DMAA was listed as an ingredient in at least 15 products that were sold as workout performance boosters at GNC outlets in military exchange stores around the world, until the Army recall in December.
The military safety review has added to growing skepticism over whether DMAA is really a natural product that can legally be sold in the U.S. without first undergoing extensively FDA drug testing.
"I do believe these [military] deaths have added a lot of fuel to the fire," said James Neal-Kababick, an Oregon lab director with two decades of experience analyzing supplements, including ones containing extract from the edible geranium plant.
The marketing of DMAA as a flower extract is "all based on a house of cards that is completely false and erroneous," said Neal-Kababick, an outspoken critic of DMAA. "I've looked at hundreds of geranium oils and we've never seen that compound."
The claim that DMAA is natural has allowed supplement makers to "clandestinely" add a synthetic stimulant into products sold to servicemembers while avoiding the high cost of seeking FDA approval, he said.

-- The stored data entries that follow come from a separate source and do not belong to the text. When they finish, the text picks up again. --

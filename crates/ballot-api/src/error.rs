//! API error type and [`axum::response::IntoResponse`] implementation.

use axum::{
  Json,
  extract::rejection::{FormRejection, JsonRejection, PathRejection},
  http::StatusCode,
  response::{IntoResponse, Response},
};
use serde_json::json;
use thiserror::Error;

/// An error returned by an API handler.
///
/// Every variant renders as `{"error": ...}`; only [`ApiError::Validation`]
/// carries a list.
#[derive(Debug, Error)]
pub enum ApiError {
  #[error("validation failed: {}", .0.join(", "))]
  Validation(Vec<String>),

  #[error("not found: {0}")]
  NotFound(String),

  #[error("bad request: {0}")]
  BadRequest(String),

  #[error("store error: {0}")]
  Store(#[source] Box<dyn std::error::Error + Send + Sync>),
}

impl ApiError {
  /// Wrap a store failure as a 500, logging it first.
  pub(crate) fn store<E>(e: E) -> Self
  where
    E: std::error::Error + Send + Sync + 'static,
  {
    tracing::warn!(error = %e, "store call failed");
    ApiError::Store(Box::new(e))
  }
}

impl From<ballot_core::Error> for ApiError {
  fn from(e: ballot_core::Error) -> Self { ApiError::Validation(vec![e.to_string()]) }
}

impl From<PathRejection> for ApiError {
  fn from(r: PathRejection) -> Self { ApiError::BadRequest(r.body_text()) }
}

impl From<JsonRejection> for ApiError {
  fn from(r: JsonRejection) -> Self { ApiError::BadRequest(r.body_text()) }
}

impl From<FormRejection> for ApiError {
  fn from(r: FormRejection) -> Self { ApiError::BadRequest(r.body_text()) }
}

impl IntoResponse for ApiError {
  fn into_response(self) -> Response {
    let (status, body) = match self {
      ApiError::Validation(errors) => (StatusCode::BAD_REQUEST, json!({ "error": errors })),
      ApiError::NotFound(m) => (StatusCode::NOT_FOUND, json!({ "error": m })),
      ApiError::BadRequest(m) => (StatusCode::BAD_REQUEST, json!({ "error": m })),
      ApiError::Store(e) => {
        (StatusCode::INTERNAL_SERVER_ERROR, json!({ "error": e.to_string() }))
      }
    };
    (status, Json(body)).into_response()
  }
}
//! Body extractor accepting JSON objects and url-encoded forms alike.

use axum::{
  Form, Json,
  extract::{FromRequest, Request},
  http::header,
};
use ballot_core::Record;
use serde_json::Value;

use crate::error::ApiError;

/// The submitted body as an untyped [`Record`].
///
/// Form fields arrive as strings. A request with no recognised content type
/// yields an empty record, so validation reports the missing fields instead of
/// the route failing with 415.
#[derive(Debug)]
pub struct Submission(pub Record);

impl<S> FromRequest<S> for Submission
where
  S: Send + Sync,
{
  type Rejection = ApiError;

  async fn from_request(req: Request, state: &S) -> Result<Self, Self::Rejection> {
    let content_type = req
      .headers()
      .get(header::CONTENT_TYPE)
      .and_then(|v| v.to_str().ok())
      .unwrap_or_default()
      .to_ascii_lowercase();

    if content_type.starts_with("application/json") {
      let Json(record) = Json::<Record>::from_request(req, state).await?;
      Ok(Self(record))
    } else if content_type.starts_with("application/x-www-form-urlencoded") {
      let Form(fields) = Form::<Vec<(String, String)>>::from_request(req, state).await?;
      Ok(Self(
        fields
          .into_iter()
          .map(|(k, v)| (k, Value::String(v)))
          .collect(),
      ))
    } else {
      Ok(Self(Record::new()))
    }
  }
}
//! Party — a read-only lookup row referenced by candidates.

use serde::{Deserialize, Serialize};

#[derive(Debug, Clone, PartialEq, Eq, Serialize, Deserialize)]
pub struct Party {
  pub id:   i64,
  pub name: String,
}
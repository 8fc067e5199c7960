//! [`SqliteStore`] — the SQLite implementation of [`CandidateStore`].

use std::path::Path;

use rusqlite::OptionalExtension as _;

use ballot_core::{
  candidate::{CandidateRow, NewCandidate},
  party::Party,
  store::CandidateStore,
};

use crate::{
  Error, Result, decode,
  schema::{CANDIDATE_SELECT, SCHEMA},
};

// ─── Store ───────────────────────────────────────────────────────────────────

/// A candidate store backed by a single SQLite file.
///
/// Cloning is cheap — the inner connection is reference-counted, and every
/// clone shares the same connection thread.
#[derive(Clone)]
pub struct SqliteStore {
  conn: tokio_rusqlite::Connection,
}

impl SqliteStore {
  /// Open (or create) a store at `path` and run schema initialisation.
  pub async fn open(path: impl AsRef<Path>) -> Result<Self> {
    let conn = tokio_rusqlite::Connection::open(path).await?;
    let store = Self { conn };
    store.init_schema().await?;
    Ok(store)
  }

  /// Open an in-memory store — useful for testing.
  pub async fn open_in_memory() -> Result<Self> {
    let conn = tokio_rusqlite::Connection::open_in_memory().await?;
    let store = Self { conn };
    store.init_schema().await?;
    Ok(store)
  }

  async fn init_schema(&self) -> Result<()> {
    self.run_script(SCHEMA).await
  }

  /// Execute a batch of SQL statements, e.g. party seed rows.
  pub async fn run_script(&self, sql: impl Into<String>) -> Result<()> {
    let sql = sql.into();
    self
      .conn
      .call(move |conn| {
        conn.execute_batch(&sql)?;
        Ok(())
      })
      .await?;
    Ok(())
  }

  /// Read a SQL file from disk and execute it with [`run_script`](Self::run_script).
  pub async fn run_script_file(&self, path: impl AsRef<Path>) -> Result<()> {
    let path = path.as_ref();
    let sql = tokio::fs::read_to_string(path)
      .await
      .map_err(|source| Error::Seed { path: path.to_path_buf(), source })?;
    self.run_script(sql).await
  }

  /// Insert a party and return its id. Parties have no HTTP write path, so
  /// callers that need one without a SQL script (test fixtures) use this.
  pub async fn add_party(&self, name: impl Into<String>) -> Result<i64> {
    let name = name.into();
    let id = self
      .conn
      .call(move |conn| {
        conn.execute("INSERT INTO parties (name) VALUES (?1)", rusqlite::params![name])?;
        Ok(conn.last_insert_rowid())
      })
      .await?;
    Ok(id)
  }

  /// Number of rows in `candidates`.
  pub async fn count_candidates(&self) -> Result<i64> {
    let n = self
      .conn
      .call(|conn| {
        Ok(conn.query_row("SELECT COUNT(*) FROM candidates", [], |r| r.get::<_, i64>(0))?)
      })
      .await?;
    Ok(n)
  }
}

// ─── CandidateStore impl ─────────────────────────────────────────────────────

impl CandidateStore for SqliteStore {
  type Error = Error;

  // ── Candidates ────────────────────────────────────────────────────────────

  async fn list_candidates(&self) -> Result<Vec<CandidateRow>> {
    let rows = self
      .conn
      .call(|conn| {
        let mut stmt =
          conn.prepare(&format!("{CANDIDATE_SELECT} ORDER BY candidates.id"))?;
        let rows = stmt
          .query_map([], decode::candidate_row)?
          .collect::<rusqlite::Result<Vec<_>>>()?;
        Ok(rows)
      })
      .await?;
    Ok(rows)
  }

  async fn get_candidate(&self, id: i64) -> Result<Option<CandidateRow>> {
    let row = self
      .conn
      .call(move |conn| {
        Ok(
          conn
            .query_row(
              &format!("{CANDIDATE_SELECT} WHERE candidates.id = ?1"),
              rusqlite::params![id],
              decode::candidate_row,
            )
            .optional()?,
        )
      })
      .await?;
    Ok(row)
  }

  async fn add_candidate(&self, input: NewCandidate) -> Result<i64> {
    let id = self
      .conn
      .call(move |conn| {
        conn.execute(
          "INSERT INTO candidates (first_name, last_name, industry_connected)
           VALUES (?1, ?2, ?3)",
          rusqlite::params![
            input.first_name,
            input.last_name,
            input.industry_connected,
          ],
        )?;
        Ok(conn.last_insert_rowid())
      })
      .await?;
    Ok(id)
  }

  async fn set_party(&self, id: i64, party_id: Option<i64>) -> Result<usize> {
    let changes = self
      .conn
      .call(move |conn| {
        Ok(conn.execute(
          "UPDATE candidates SET party_id = ?1 WHERE id = ?2",
          rusqlite::params![party_id, id],
        )?)
      })
      .await?;
    Ok(changes)
  }

  async fn delete_candidate(&self, id: i64) -> Result<usize> {
    let changes = self
      .conn
      .call(move |conn| {
        Ok(conn.execute("DELETE FROM candidates WHERE id = ?1", rusqlite::params![id])?)
      })
      .await?;
    Ok(changes)
  }

  // ── Parties ───────────────────────────────────────────────────────────────

  async fn list_parties(&self) -> Result<Vec<Party>> {
    let parties = self
      .conn
      .call(|conn| {
        let mut stmt = conn.prepare("SELECT id, name FROM parties ORDER BY id")?;
        let rows = stmt
          .query_map([], decode::party)?
          .collect::<rusqlite::Result<Vec<_>>>()?;
        Ok(rows)
      })
      .await?;
    Ok(parties)
  }

  async fn get_party(&self, id: i64) -> Result<Option<Party>> {
    let party = self
      .conn
      .call(move |conn| {
        Ok(
          conn
            .query_row(
              "SELECT id, name FROM parties WHERE id = ?1",
              rusqlite::params![id],
              decode::party,
            )
            .optional()?,
        )
      })
      .await?;
    Ok(party)
  }
}
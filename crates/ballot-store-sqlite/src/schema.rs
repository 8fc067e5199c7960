//! SQL schema for the Ballot SQLite store.
//!
//! Executed once at connection startup. There is no migration path; the
//! statements only create what is missing.

/// Full schema DDL; idempotent thanks to `CREATE TABLE IF NOT EXISTS`.
pub const SCHEMA: &str = "
PRAGMA journal_mode = WAL;
PRAGMA foreign_keys = ON;

CREATE TABLE IF NOT EXISTS parties (
    id    INTEGER PRIMARY KEY AUTOINCREMENT,
    name  VARCHAR(50) NOT NULL
);

CREATE TABLE IF NOT EXISTS candidates (
    id                 INTEGER PRIMARY KEY AUTOINCREMENT,
    first_name         VARCHAR(30) NOT NULL,
    last_name          VARCHAR(30) NOT NULL,
    party_id           INTEGER REFERENCES parties(id) ON DELETE SET NULL,
    industry_connected BOOLEAN NOT NULL
);
";

/// Columns selected by every candidate read, in [`decode`](crate::decode) order.
pub const CANDIDATE_SELECT: &str = "
SELECT candidates.id,
       candidates.first_name,
       candidates.last_name,
       candidates.industry_connected,
       candidates.party_id,
       parties.name AS party_name
  FROM candidates
  LEFT JOIN parties ON candidates.party_id = parties.id";
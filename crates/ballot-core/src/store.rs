//! The `CandidateStore` trait.
//!
//! The trait is implemented by storage backends (e.g. `ballot-store-sqlite`).
//! The HTTP layer depends on this abstraction, not on any concrete backend,
//! so tests can hand the router an in-memory or failing store.

use std::future::Future;

use crate::{
  candidate::{CandidateRow, NewCandidate},
  party::Party,
};

/// Abstraction over the database gateway.
///
/// Each method issues exactly one statement. Write methods report the
/// affected-row count rather than treating "no such row" as an error; callers
/// decide how to present a zero count.
///
/// All methods return `Send` futures so the trait can be used in multi-threaded
/// async runtimes (e.g. tokio with `axum`).
pub trait CandidateStore: Send + Sync {
  type Error: std::error::Error + Send + Sync + 'static;

  // ── Candidates ────────────────────────────────────────────────────────

  /// Every candidate, left-joined with its party name, ordered by id.
  fn list_candidates(
    &self,
  ) -> impl Future<Output = Result<Vec<CandidateRow>, Self::Error>> + Send + '_;

  /// A single candidate with its party name. `None` if the id is unknown.
  fn get_candidate(
    &self,
    id: i64,
  ) -> impl Future<Output = Result<Option<CandidateRow>, Self::Error>> + Send + '_;

  /// Insert a candidate with no party and return the generated id.
  fn add_candidate(
    &self,
    input: NewCandidate,
  ) -> impl Future<Output = Result<i64, Self::Error>> + Send + '_;

  /// Set (or clear, with `None`) a candidate's party. Returns rows changed.
  fn set_party(
    &self,
    id: i64,
    party_id: Option<i64>,
  ) -> impl Future<Output = Result<usize, Self::Error>> + Send + '_;

  /// Delete a candidate by id. Returns rows changed.
  fn delete_candidate(
    &self,
    id: i64,
  ) -> impl Future<Output = Result<usize, Self::Error>> + Send + '_;

  // ── Parties (read-only) ───────────────────────────────────────────────

  fn list_parties(
    &self,
  ) -> impl Future<Output = Result<Vec<Party>, Self::Error>> + Send + '_;

  fn get_party(
    &self,
    id: i64,
  ) -> impl Future<Output = Result<Option<Party>, Self::Error>> + Send + '_;
}
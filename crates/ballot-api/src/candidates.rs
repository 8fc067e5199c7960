//! Handlers for `/candidates` and `/candidate` endpoints.
//!
//! | Method   | Path              | Notes |
//! |----------|-------------------|-------|
//! | `GET`    | `/candidates`     | All candidates with `party_name` |
//! | `GET`    | `/candidate/{id}` | Single candidate; `data` omitted if absent |
//! | `POST`   | `/candidate`      | Body: `first_name`, `last_name`, `industry_connected` |
//! | `PUT`    | `/candidate/{id}` | Body: `party_id` (`null` clears it) |
//! | `DELETE` | `/candidate/{id}` | |

use axum::{
  Json,
  extract::{Path, State, rejection::PathRejection},
  response::{IntoResponse, Response},
};
use ballot_core::{
  candidate::{CREATE_FIELDS, NewCandidate, UPDATE_PARTY_FIELDS, party_id_from_record},
  store::CandidateStore,
  validate,
};

use crate::{AppState, body::Submission, error::ApiError, reply::Reply};

const NOT_FOUND: &str = "Candidate not found";

// ─── List ─────────────────────────────────────────────────────────────────────

/// `GET /candidates`
pub async fn list<S>(State(state): State<AppState<S>>) -> Result<Response, ApiError>
where
  S: CandidateStore,
{
  let rows = state.store.list_candidates().await.map_err(ApiError::store)?;
  Ok(Json(Reply::success(Some(rows))).into_response())
}

// ─── Get one ──────────────────────────────────────────────────────────────────

/// `GET /candidate/{id}`
pub async fn get_one<S>(
  State(state): State<AppState<S>>,
  id: Result<Path<i64>, PathRejection>,
) -> Result<Response, ApiError>
where
  S: CandidateStore,
{
  let Path(id) = id?;
  let row = state
    .store
    .get_candidate(id)
    .await
    .map_err(|e| state.policy.statement_failure(e))?;
  state.policy.one_row(row, NOT_FOUND)
}

// ─── Create ───────────────────────────────────────────────────────────────────

/// `POST /candidate` — echoes the submitted body as `data` and adds the
/// generated `id`.
pub async fn create<S>(
  State(state): State<AppState<S>>,
  Submission(body): Submission,
) -> Result<Response, ApiError>
where
  S: CandidateStore,
{
  let errors = validate(&body, CREATE_FIELDS);
  if !errors.is_empty() {
    return Err(ApiError::Validation(errors));
  }
  let input = NewCandidate::from_record(&body)?;

  let id = state
    .store
    .add_candidate(input)
    .await
    .map_err(|e| state.policy.statement_failure(e))?;
  tracing::debug!(id, "candidate created");

  Ok((state.policy.created(), Json(Reply::success(Some(body)).with_id(id))).into_response())
}

// ─── Update party ─────────────────────────────────────────────────────────────

/// `PUT /candidate/{id}` — body: `{"party_id": 1}`.
pub async fn update_party<S>(
  State(state): State<AppState<S>>,
  id: Result<Path<i64>, PathRejection>,
  Submission(body): Submission,
) -> Result<Response, ApiError>
where
  S: CandidateStore,
{
  let Path(id) = id?;
  let errors = validate(&body, UPDATE_PARTY_FIELDS);
  if !errors.is_empty() {
    return Err(ApiError::Validation(errors));
  }
  let party_id = party_id_from_record(&body)?;

  let changes = state
    .store
    .set_party(id, party_id)
    .await
    .map_err(|e| state.policy.statement_failure(e))?;
  if changes == 0 {
    return state.policy.nothing_changed(NOT_FOUND);
  }

  Ok(Json(Reply::success(Some(body)).with_changes(changes)).into_response())
}

// ─── Delete ───────────────────────────────────────────────────────────────────

/// `DELETE /candidate/{id}`
pub async fn delete_one<S>(
  State(state): State<AppState<S>>,
  id: Result<Path<i64>, PathRejection>,
) -> Result<Response, ApiError>
where
  S: CandidateStore,
{
  let Path(id) = id?;
  let changes = state
    .store
    .delete_candidate(id)
    .await
    .map_err(|e| state.policy.statement_failure(e))?;
  if changes == 0 {
    return state.policy.nothing_changed(NOT_FOUND);
  }

  Ok(
    Json(Reply::<()>::message("deleted").with_changes(changes).with_id(id))
      .into_response(),
  )
}
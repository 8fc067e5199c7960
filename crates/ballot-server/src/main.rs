//! ballot-server binary.
//!
//! Reads `config.toml` (or the path specified with `--config`), opens the
//! SQLite database, and serves the candidates API under `/api`.
//!
//! # Seeding parties
//!
//! Parties have no write route. Load them from a SQL script at startup:
//!
//! ```
//! cargo run -p ballot-server -- --seed db/seeds.sql
//! ```

use std::{path::PathBuf, sync::Arc};

use anyhow::Context as _;
use ballot_server::{ServerConfig, expand_tilde};
use ballot_store_sqlite::SqliteStore;
use clap::Parser;
use tokio::net::TcpListener;
use tracing::level_filters::LevelFilter;
use tracing_subscriber::EnvFilter;

#[derive(Parser)]
#[command(author, version, about = "Ballot candidates API server")]
struct Cli {
  /// Path to the TOML configuration file.
  #[arg(short, long, default_value = "config.toml")]
  config: PathBuf,

  /// SQL script to execute once the database is open (e.g. party seeds).
  #[arg(long)]
  seed: Option<PathBuf>,
}

#[tokio::main]
async fn main() -> anyhow::Result<()> {
  // Initialise tracing.
  tracing_subscriber::fmt()
    .with_env_filter(
      EnvFilter::builder()
        .with_default_directive(LevelFilter::INFO.into())
        .from_env_lossy(),
    )
    .init();

  let cli = Cli::parse();

  let server_cfg = ServerConfig::load(&cli.config, None)
    .with_context(|| format!("failed to load configuration from {:?}", cli.config))?;

  let db_path = expand_tilde(&server_cfg.database_path);
  let store = SqliteStore::open(&db_path)
    .await
    .with_context(|| format!("failed to open database at {db_path:?}"))?;
  tracing::info!("Database connected.");

  if let Some(seed) = &cli.seed {
    store
      .run_script_file(seed)
      .await
      .with_context(|| format!("failed to run seed script {seed:?}"))?;
    tracing::info!(script = ?seed, "seed script applied");
  }

  let app = ballot_server::app(Arc::new(store), server_cfg.status_policy);
  let address = format!("{}:{}", server_cfg.host, server_cfg.port);

  let listener = TcpListener::bind(&address)
    .await
    .with_context(|| format!("failed to bind {address}"))?;
  tracing::info!("Server running on port {}", server_cfg.port);

  axum::serve(listener, app).await.context("server error")?;

  Ok(())
}
//! Read-only handlers for `/parties` and `/party/{id}`.

use axum::{
  Json,
  extract::{Path, State, rejection::PathRejection},
  response::{IntoResponse, Response},
};
use ballot_core::store::CandidateStore;

use crate::{AppState, error::ApiError, reply::Reply};

/// `GET /parties`
pub async fn list<S>(State(state): State<AppState<S>>) -> Result<Response, ApiError>
where
  S: CandidateStore,
{
  let parties = state.store.list_parties().await.map_err(ApiError::store)?;
  Ok(Json(Reply::success(Some(parties))).into_response())
}

/// `GET /party/{id}`
pub async fn get_one<S>(
  State(state): State<AppState<S>>,
  id: Result<Path<i64>, PathRejection>,
) -> Result<Response, ApiError>
where
  S: CandidateStore,
{
  let Path(id) = id?;
  let party = state
    .store
    .get_party(id)
    .await
    .map_err(|e| state.policy.statement_failure(e))?;
  state.policy.one_row(party, "Party not found")
}
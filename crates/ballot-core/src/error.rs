//! Error types for `ballot-core`.

use thiserror::Error;

#[derive(Debug, Error, PartialEq, Eq)]
pub enum Error {
  /// A field was present but held a value of the wrong shape.
  #[error("{field} must be {expected}")]
  InvalidField {
    field:    &'static str,
    expected: &'static str,
  },
}

pub type Result<T, E = Error> = std::result::Result<T, E>;
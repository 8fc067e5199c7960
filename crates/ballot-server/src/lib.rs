//! HTTP server assembly for Ballot.
//!
//! Loads [`ServerConfig`] and wraps the API router with the `/api` prefix,
//! request tracing, and an empty-bodied 404 for everything else.

use std::{
  collections::HashMap,
  path::{Path, PathBuf},
  sync::Arc,
};

use axum::{Router, http::StatusCode};
use ballot_api::StatusPolicy;
use ballot_core::store::CandidateStore;
use serde::Deserialize;
use tower_http::trace::TraceLayer;

// ─── Configuration ────────────────────────────────────────────────────────────

/// Runtime server configuration.
///
/// Layered lowest to highest: built-in defaults, the TOML file, `BALLOT_*`
/// environment variables, then a bare `PORT`.
#[derive(Debug, Deserialize, Clone, PartialEq)]
pub struct ServerConfig {
  pub host:          String,
  pub port:          u16,
  pub database_path: PathBuf,
  pub status_policy: StatusPolicy,
}

impl ServerConfig {
  /// Load from `file` (optional on disk) and the environment.
  ///
  /// `vars` replaces the process environment when given, which keeps tests
  /// away from global state.
  pub fn load(
    file: &Path,
    vars: Option<HashMap<String, String>>,
  ) -> Result<Self, config::ConfigError> {
    let port = match &vars {
      Some(v) => v.get("PORT").cloned(),
      None => std::env::var("PORT").ok(),
    };

    config::Config::builder()
      .set_default("host", "0.0.0.0")?
      .set_default("port", 3001_i64)?
      .set_default("database_path", "ballot.db")?
      .set_default("status_policy", "compat")?
      .add_source(config::File::from(file).required(false))
      .add_source(config::Environment::with_prefix("BALLOT").source(vars))
      .set_override_option("port", port)?
      .build()?
      .try_deserialize()
  }
}

/// Expand a leading `~` to the user's home directory.
pub fn expand_tilde(path: &Path) -> PathBuf {
  let s = path.to_string_lossy();
  if let Some(rest) = s.strip_prefix("~/")
    && let Ok(home) = std::env::var("HOME")
  {
    return PathBuf::from(home).join(rest);
  }
  path.to_path_buf()
}

// ─── Router ───────────────────────────────────────────────────────────────────

/// The complete application: `/api` routes, tracing, and a bare 404 fallback.
pub fn app<S>(store: Arc<S>, policy: StatusPolicy) -> Router
where
  S: CandidateStore + 'static,
{
  Router::new()
    .nest("/api", ballot_api::api_router(store, policy))
    .fallback(|| async { StatusCode::NOT_FOUND })
    .layer(TraceLayer::new_for_http())
}

// ─── Tests ────────────────────────────────────────────────────────────────────
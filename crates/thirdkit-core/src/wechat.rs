//! WeChat OpenSDK boundary.
//!
//! Request and response shapes mirror the SDK's `BaseReq`/`BaseResp` family
//! closely enough for the host bridge to marshal them one-to-one.

use serde::{Deserialize, Serialize};
use url::Url;

/// `WXErrCode` values reported in every response.
pub mod err_code {
    pub const SUCCESS: i32 = 0;
    pub const COMMON: i32 = -1;
    pub const USER_CANCEL: i32 = -2;
    pub const SENT_FAIL: i32 = -3;
    pub const AUTH_DENY: i32 = -4;
    pub const UNSUPPORT: i32 = -5;
}

/// Fixed `package` value the SDK expects on app payments.
pub const PAY_PACKAGE: &str = "Sign=WXPay";

#[derive(Debug, Clone, Copy, PartialEq, Eq)]
pub enum WechatScene {
    Session,
    Timeline,
    Favorite,
}

impl WechatScene {
    pub fn raw(self) -> i32 {
        match self {
            Self::Session => 0,
            Self::Timeline => 1,
            Self::Favorite => 2,
        }
    }
}

/// Mini-program environment shared links open in.
#[derive(Debug, Clone, Copy, Default, PartialEq, Eq, Serialize, Deserialize)]
#[serde(rename_all = "lowercase")]
pub enum MiniProgramType {
    #[default]
    Release,
    Test,
    Preview,
}

impl MiniProgramType {
    pub fn raw(self) -> u32 {
        match self {
            Self::Release => 0,
            Self::Test => 1,
            Self::Preview => 2,
        }
    }
}

#[derive(Debug, Clone, PartialEq, Eq)]
pub struct PayRequest {
    pub partner_id: String,
    pub prepay_id: String,
    pub nonce_str: String,
    pub time_stamp: u32,
    pub package: String,
    pub sign: String,
}

#[derive(Debug, Clone, PartialEq, Eq)]
pub struct AuthRequest {
    pub scope: String,
    pub state: String,
}

#[derive(Debug, Clone, PartialEq, Eq)]
pub struct SendMessageRequest {
    pub scene: WechatScene,
    /// Always `false`: every share carries a media object.
    pub text_only: bool,
    pub message: MediaMessage,
}

#[derive(Debug, Clone, PartialEq, Eq)]
pub struct MediaMessage {
    pub title: String,
    pub description: String,
    pub thumb_data: Option<Vec<u8>>,
    pub object: MediaObject,
}

#[derive(Debug, Clone, PartialEq, Eq)]
pub enum MediaObject {
    Image { data: Vec<u8> },
    Webpage { url: String },
    MiniProgram(MiniProgramObject),
}

#[derive(Debug, Clone, PartialEq, Eq)]
pub struct MiniProgramObject {
    /// Fallback page for clients too old to open mini-programs.
    pub webpage_url: String,
    pub user_name: String,
    pub path: String,
    /// Preview image, 128 KiB at most.
    pub hd_image_data: Option<Vec<u8>>,
    pub with_share_ticket: bool,
    pub program_type: MiniProgramType,
}

/// Outgoing request handed to `WXApi.send`.
#[derive(Debug, Clone, PartialEq, Eq)]
pub enum WechatRequest {
    Pay(PayRequest),
    Auth(AuthRequest),
    SendMessage(SendMessageRequest),
}


/// Request initiated by WeChat itself (`onReq`).
#[derive(Debug, Clone, PartialEq, Eq)]
pub enum WechatInbound {
    ShowMessage { message_ext: Option<String> },
    LaunchFromWechat { message_ext: Option<String>, lang: Option<String> },
}

#[derive(Debug, Clone, PartialEq, Eq)]
pub struct PayResp {
    pub err_code: i32,
    pub err_str: Option<String>,
    pub return_key: Option<String>,
}

#[derive(Debug, Clone, PartialEq, Eq)]
pub struct AuthResp {
    pub err_code: i32,
    pub code: Option<String>,
    pub state: Option<String>,
    pub lang: Option<String>,
    pub country: Option<String>,
}

#[derive(Debug, Clone, PartialEq, Eq)]
pub struct SendMessageResp {
    pub err_code: i32,
    pub lang: Option<String>,
    pub country: Option<String>,
}

/// Response to an earlier request (`onResp`).
#[derive(Debug, Clone, PartialEq, Eq)]
pub enum WechatResponse {
    Pay(PayResp),
    Auth(AuthResp),
    SendMessage(SendMessageResp),
    Other { err_code: i32, err_str: Option<String> },
}

impl WechatResponse {
    pub fn err_code(&self) -> i32 {
        match self {
            Self::Pay(r) => r.err_code,
            Self::Auth(r) => r.err_code,
            Self::SendMessage(r) => r.err_code,
            Self::Other { err_code, .. } => *err_code,
        }
    }
}

/// `NSUserActivity` reduced to what universal-link handling reads.
#[derive(Debug, Clone, PartialEq, Eq)]
pub struct UserActivity {
    pub activity_type: String,
    pub webpage_url: Option<String>,
}

/// Reports whether the SDK accepted the request for delivery.
pub type SendCompletion = Box<dyn FnOnce(bool) + Send>;

/// Operations the host performs against the WeChat SDK.
///
/// Replies to sent requests come back through the dispatch hub's
/// `on_resp`, not through this trait.
pub trait WechatApi: Send + Sync {
    fn register_app(&self, app_id: &str, universal_link: &str) -> bool;

    fn is_installed(&self) -> bool;

    fn is_supported(&self) -> bool;

    fn send(&self, request: WechatRequest, completion: SendCompletion);

    fn handle_open_url(&self, url: &Url) -> bool;

    fn handle_open_universal_link(&self, activity: &UserActivity) -> bool;
}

The FDA does not approve dietary supplements before they are sold that already exist in the food chain and in the human body, but it does require years of testing and review of synthetic drugs to determine whether benefits outweigh health risks. Federal approval of a new drug costs up to $1 billion for private testing and monitoring Neal-Kababick said.
Companies began asking Neal-Kababick to analyze proposed DMAA supplement products in 2009, and his research led him to believe it is a potentially dangerous synthetic drug, he said.
The FDA declined to comment on DMAA or provide any information on its safety. The agency requires companies to report any health incidents that might have been caused by dietary products.
"FDA never confirms, denies or comments on whether or not there is an open investigation or pending regulatory action," FDA spokesman Siobhan DeLancey said in an email.
Last summer, the Canadian health ministry determined that DMAA is not an extract of geranium, making it an unapproved drug in that country. Additionally, research published in December shows the National Measurement Institute in Australia found no evidence that DMAA can be found naturally or created without synthetic material.
Claims that the supplement is found in geraniums appear to be a "marketing ploy," researchers concluded.
USPlabs, which makes the highly popular Jack3d and OxyElite Pro pre-work supplements, strongly denied the stimulant is a synthetic drug and maintained that its supplements are safe.
"DMAA is a constituent of the geranium plant. There is not a consensus - scientific or otherwise - to rebut those findings," company spokesman Wyeth Ruthven wrote in a response to Stars and Stripes. "Speculation and conjecture is not scientific consensus."
The substance is a mild stimulant similar to caffeine and has never caused a corroborated adverse health problem, according to Ruthven.
The company cited studies published late last year in an online peer-reviewed medical journal, which compared DMAA to caffeine and found it did not cause any negative effects to the blood, blood pressure or heart rate when taken by test subjects for a short period.
Still, the supplement industry changed tack on DMAA this month when the American Herbal Products Association, which represents more than 200 supplement makers including USPlabs, enacted a new code of ethics that directs members to avoid listing DMAA as an extract of geranium on supplement labels.
"We became aware that there were companies who were marketing DMAA as germanium oil and geranium stem," said Michael McGuffin, president of the AHPA. "When we looked at it closer, we realized they were selling a synthetic ingredient that was not derived from geranium."
But the trade organization has remained neutral on the regulation of DMAA and has seen no evidence that DMAA supplements are unsafe after millions of sales in recent years, McGuffin said.
"I think what we can say with certainty is there is no conclusion," McGuffin said. "We have strong opinions on both sides."